Free Write Friday: Santa

All she can think about is David Sedaris’ Santaland Diaries. She heard it on NPR a few years ago and now she wonders if she’s scarring her children by taking them to this place. As a child, though, she longed to see Santa, the fancy department store one: billowing beard, velvet suit, matte boots.

So she takes her children now, clothes them in glittery dresses, in dapper sweaters. The youngest likes fancy “party shoes” so she buys gold flats on clearance at the Nordstrom Rack, presents them to her with a flourish. Unfortunately, the toddler refuses to wear socks, shuns tights. Instead her tiny heels blister, redden with the rubbing of a stiff shoe. By the time she gets to Santa’s lap she has kicked them off, bare feet dangling. Her face clouded by the confusion of curiosity about, and fear of, this large stranger.

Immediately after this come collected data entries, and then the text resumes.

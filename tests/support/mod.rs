use chrono::Utc;
use futures_util::future::BoxFuture;
use futures_util::FutureExt;
use sqlx::SqlitePool;
use std::collections::{BTreeMap, HashMap, VecDeque};
use std::sync::atomic::{AtomicU64, Ordering};
use std::sync::{Arc, Mutex};
use swap_engine_lib::client::ChainClient;
use swap_engine_lib::config::Config;
use swap_engine_lib::db::model::*;
use swap_engine_lib::db::ops::*;
use swap_engine_lib::db::{connect_sqlite_store, SqliteStore};
use swap_engine_lib::engine::SwapEngine;
use swap_engine_lib::events::{EngineEvent, EngineEventContent};
use swap_engine_lib::mac::SwapRecordMac;
use swap_engine_lib::setup::EngineSetup;
use tokio::sync::mpsc;
use web3::types::{
    Address, Bytes, CallRequest, TransactionReceipt, H256, U256, U64,
};

pub const HMAC_KEY: &str = "test-hmac-key";
pub const SRC_TOKEN: &str = "0x5fbdb2315678afecb367f032d93f642f64180aa3";
pub const DST_TOKEN: &str = "0xe7f1725e7734ce288f8367e1bb143e90bb3f0512";
pub const SPONSOR: &str = "0xf39fd6e51aad88f6f4ce6ab8827279cfffb92266";

pub const CHAIN_ID_A: u64 = 111;
pub const CHAIN_ID_B: u64 = 222;
pub const CHAIN_ID_C: u64 = 333;

const PRIV_KEY_A: &str = "ac0974bec39a17e36ba4a6b4d238ff944bacb478cbed5efcae784d7bf4f2ff80";
const PRIV_KEY_B: &str = "59c6995e998f97a5a0044966f0945389dc9e86dae88c7a8412f4603b6b78690d";
const PRIV_KEY_C: &str = "5de4111afa1a4b94908f83103eb1f1706367c2e68ca870fc3fb9a804cdab365a";

const TEST_CONFIG: &str = r#"
[chain.a]
rpc-endpoint = "http://127.0.0.1:8545"
swap-agent-addr = "0x00000000000000000000000000000000000000aa"
max-track-retry = 2
wait-ms-between-swaps = 0

[chain.b]
rpc-endpoint = "http://127.0.0.1:8546"
swap-agent-addr = "0x00000000000000000000000000000000000000bb"
max-track-retry = 2
wait-ms-between-swaps = 0
gas-limit = 120000

[chain.c]
rpc-endpoint = "http://127.0.0.1:8547"
swap-agent-addr = "0x00000000000000000000000000000000000000cc"
max-track-retry = 2
wait-ms-between-swaps = 0

[engine]
confirm-depth = 3
batch-size = 50
sleep-time-s = 0
track-sent-tx-batch-size = 100
max-retry = 3
retry-backoff-s = 0
"#;

pub fn rpc_error(message: &str) -> web3::Error {
    web3::Error::Rpc(jsonrpc_core::Error {
        code: jsonrpc_core::ErrorCode::ServerError(-32000),
        message: message.to_string(),
        data: None,
    })
}

/// Programmable ChainClient: broadcast results are queued, receipts and the
/// chain head are set by the test.
pub struct StubChainClient {
    chain_id: u64,
    gas_price: U256,
    nonce: AtomicU64,
    block_number: AtomicU64,
    send_results: Mutex<VecDeque<Result<(), web3::Error>>>,
    receipts: Mutex<HashMap<H256, TransactionReceipt>>,
    broadcast_count: AtomicU64,
}

impl StubChainClient {
    pub fn new(chain_id: u64) -> Arc<Self> {
        Arc::new(StubChainClient {
            chain_id,
            gas_price: U256::from(2_000_000_000u64),
            nonce: AtomicU64::new(0),
            block_number: AtomicU64::new(0),
            send_results: Mutex::new(VecDeque::new()),
            receipts: Mutex::new(HashMap::new()),
            broadcast_count: AtomicU64::new(0),
        })
    }

    pub fn gas_price(&self) -> U256 {
        self.gas_price
    }

    pub fn push_send_result(&self, result: Result<(), web3::Error>) {
        self.send_results.lock().unwrap().push_back(result);
    }

    pub fn set_block_number(&self, block: u64) {
        self.block_number.store(block, Ordering::SeqCst);
    }

    pub fn set_receipt(&self, tx_hash: H256, block: u64, gas_used: u64, ok: bool) {
        let receipt = TransactionReceipt {
            transaction_hash: tx_hash,
            block_hash: Some(H256::zero()),
            block_number: Some(U64::from(block)),
            gas_used: Some(U256::from(gas_used)),
            status: Some(U64::from(u64::from(ok))),
            ..Default::default()
        };
        self.receipts.lock().unwrap().insert(tx_hash, receipt);
    }

    pub fn broadcasts(&self) -> u64 {
        self.broadcast_count.load(Ordering::SeqCst)
    }
}

impl ChainClient for StubChainClient {
    fn chain_id(&self) -> BoxFuture<'_, Result<U256, web3::Error>> {
        async move { Ok(U256::from(self.chain_id)) }.boxed()
    }

    fn suggest_gas_price(&self) -> BoxFuture<'_, Result<U256, web3::Error>> {
        async move { Ok(self.gas_price) }.boxed()
    }

    fn pending_nonce(&self, _address: Address) -> BoxFuture<'_, Result<U256, web3::Error>> {
        async move { Ok(U256::from(self.nonce.load(Ordering::SeqCst))) }.boxed()
    }

    fn estimate_gas(&self, _call: CallRequest) -> BoxFuture<'_, Result<U256, web3::Error>> {
        async move { Ok(U256::from(90_000u64)) }.boxed()
    }

    fn send_raw_transaction(&self, _rlp: Bytes) -> BoxFuture<'_, Result<H256, web3::Error>> {
        async move {
            let queued = self.send_results.lock().unwrap().pop_front();
            match queued.unwrap_or(Ok(())) {
                Ok(()) => {
                    self.nonce.fetch_add(1, Ordering::SeqCst);
                    self.broadcast_count.fetch_add(1, Ordering::SeqCst);
                    Ok(H256::zero())
                }
                Err(e) => Err(e),
            }
        }
        .boxed()
    }

    fn block_number(&self) -> BoxFuture<'_, Result<U64, web3::Error>> {
        async move { Ok(U64::from(self.block_number.load(Ordering::SeqCst))) }.boxed()
    }

    fn transaction_receipt(
        &self,
        tx_hash: H256,
    ) -> BoxFuture<'_, Result<Option<TransactionReceipt>, web3::Error>> {
        async move { Ok(self.receipts.lock().unwrap().get(&tx_hash).cloned()) }.boxed()
    }
}

pub struct TestHarness {
    pub engine: Arc<SwapEngine>,
    pub conn: SqlitePool,
    pub stubs: BTreeMap<Chain, Arc<StubChainClient>>,
    pub events: mpsc::Receiver<EngineEvent>,
    pub mac: SwapRecordMac,
}

pub fn test_pair() -> SwapPairDao {
    let now = Utc::now();
    SwapPairDao {
        id: 0,
        symbol: "TST".to_string(),
        name: "Test Token".to_string(),
        decimals: 18,
        src_token_addr: SRC_TOKEN.to_string(),
        dst_token_addr: DST_TOKEN.to_string(),
        low_bound: "0".to_string(),
        upper_bound: "1000000000000000000000000".to_string(),
        available: true,
        created_at: now,
        updated_at: now,
    }
}

/// In-memory store, three stub chain clients, the registry hydrated with one
/// A->B pair.
pub async fn spawn_engine(db_name: &str) -> anyhow::Result<TestHarness> {
    let _ = env_logger::builder().is_test(true).try_init();

    let conn = connect_sqlite_store(SqliteStore::Memory(db_name), true).await?;
    insert_swap_pair(&conn, &test_pair()).await?;

    let config = Config::load_from_str(TEST_CONFIG)?;
    let setup = EngineSetup::new(&config, HMAC_KEY, [PRIV_KEY_A, PRIV_KEY_B, PRIV_KEY_C])?;

    let mut stubs = BTreeMap::new();
    stubs.insert(Chain::A, StubChainClient::new(CHAIN_ID_A));
    stubs.insert(Chain::B, StubChainClient::new(CHAIN_ID_B));
    stubs.insert(Chain::C, StubChainClient::new(CHAIN_ID_C));

    let clients = stubs
        .iter()
        .map(|(chain, stub)| (*chain, stub.clone() as Arc<dyn ChainClient>))
        .collect();

    let (event_tx, event_rx) = mpsc::channel(100);
    let engine = SwapEngine::new(conn.clone(), setup, clients, Some(event_tx)).await?;

    Ok(TestHarness {
        engine,
        conn,
        stubs,
        events: event_rx,
        mac: SwapRecordMac::new(HMAC_KEY),
    })
}

impl TestHarness {
    pub fn stub(&self, chain: Chain) -> &Arc<StubChainClient> {
        &self.stubs[&chain]
    }

    /// Seed a confirmed A-side lock event the scraper would have produced.
    pub async fn seed_log(
        &self,
        tx_hash: &str,
        amount: &str,
        to_chain_id: &str,
        height: i64,
    ) -> anyhow::Result<SwapStartTxLogDao> {
        let now = Utc::now();
        let log = SwapStartTxLogDao {
            id: 0,
            tx_hash: tx_hash.to_string(),
            chain: Chain::A,
            token_addr: SRC_TOKEN.to_string(),
            from_address: SPONSOR.to_string(),
            amount: amount.to_string(),
            to_chain_id: to_chain_id.to_string(),
            height,
            status: TxLogStatus::Confirmed,
            phase: TxLogPhase::Seen,
            created_at: now,
            updated_at: now,
        };
        Ok(insert_start_tx_log(&self.conn, &log).await?)
    }

    pub async fn seed_swap(
        &self,
        start_tx_hash: &str,
        status: SwapStatus,
    ) -> anyhow::Result<SwapDao> {
        let now = Utc::now();
        let mut swap = SwapDao {
            id: 0,
            status,
            sponsor: SPONSOR.to_string(),
            src_token_addr: SRC_TOKEN.to_string(),
            dst_token_addr: DST_TOKEN.to_string(),
            symbol: "TST".to_string(),
            amount: "1000".to_string(),
            decimals: 18,
            direction: Direction::A2B,
            start_tx_hash: start_tx_hash.to_string(),
            fill_tx_hash: String::new(),
            to_chain_id: CHAIN_ID_B.to_string(),
            log: String::new(),
            record_hash: String::new(),
            retry_count: 0,
            created_at: now,
            updated_at: now,
        };
        self.mac.seal(&mut swap);
        Ok(insert_swap(&self.conn, &swap).await?)
    }

    pub async fn seed_fill_tx(
        &self,
        start_tx_hash: &str,
        fill_tx_hash: &str,
        status: FillTxStatus,
        track_retry_counter: i64,
    ) -> anyhow::Result<SwapFillTxDao> {
        let now = Utc::now();
        let fill_tx = SwapFillTxDao {
            id: 0,
            direction: Direction::A2B,
            start_swap_tx_hash: start_tx_hash.to_string(),
            fill_swap_tx_hash: fill_tx_hash.to_string(),
            gas_price: "2000000000".to_string(),
            height: 0,
            consumed_fee_amount: None,
            status,
            track_retry_counter,
            created_at: now,
            updated_at: now,
        };
        Ok(insert_fill_tx(&self.conn, &fill_tx).await?)
    }

    pub async fn swap(&self, start_tx_hash: &str) -> SwapDao {
        get_swap_by_start_tx_hash(&self.conn, start_tx_hash)
            .await
            .unwrap()
            .expect("swap should exist")
    }

    pub async fn log(&self, tx_hash: &str) -> SwapStartTxLogDao {
        get_start_tx_log(&self.conn, tx_hash)
            .await
            .unwrap()
            .expect("log should exist")
    }

    pub async fn fill_txs(&self, start_tx_hash: &str) -> Vec<SwapFillTxDao> {
        get_fill_txs_by_start_tx_hash(&self.conn, start_tx_hash)
            .await
            .unwrap()
    }

    pub fn drain_events(&mut self) -> Vec<EngineEventContent> {
        let mut drained = Vec::new();
        while let Ok(event) = self.events.try_recv() {
            drained.push(event.content);
        }
        drained
    }
}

The five-year-old has written a letter this year, presents it to the man in the red suit. He wants mom to sidle up, support his entreaty. Head down, he makes his requests in a small voice, so different from his usual chatty nature. He is lately into jewels, into diamonds, into geodes, the shiny treasures of this world. He is lately into big cats, wants to travel to the Serengeti, tells any who will listen his animal factoids. He makes his request, then shuffles away to the safety of mom’s sturdy legs, strong arms and the reward of a sticky candy cane.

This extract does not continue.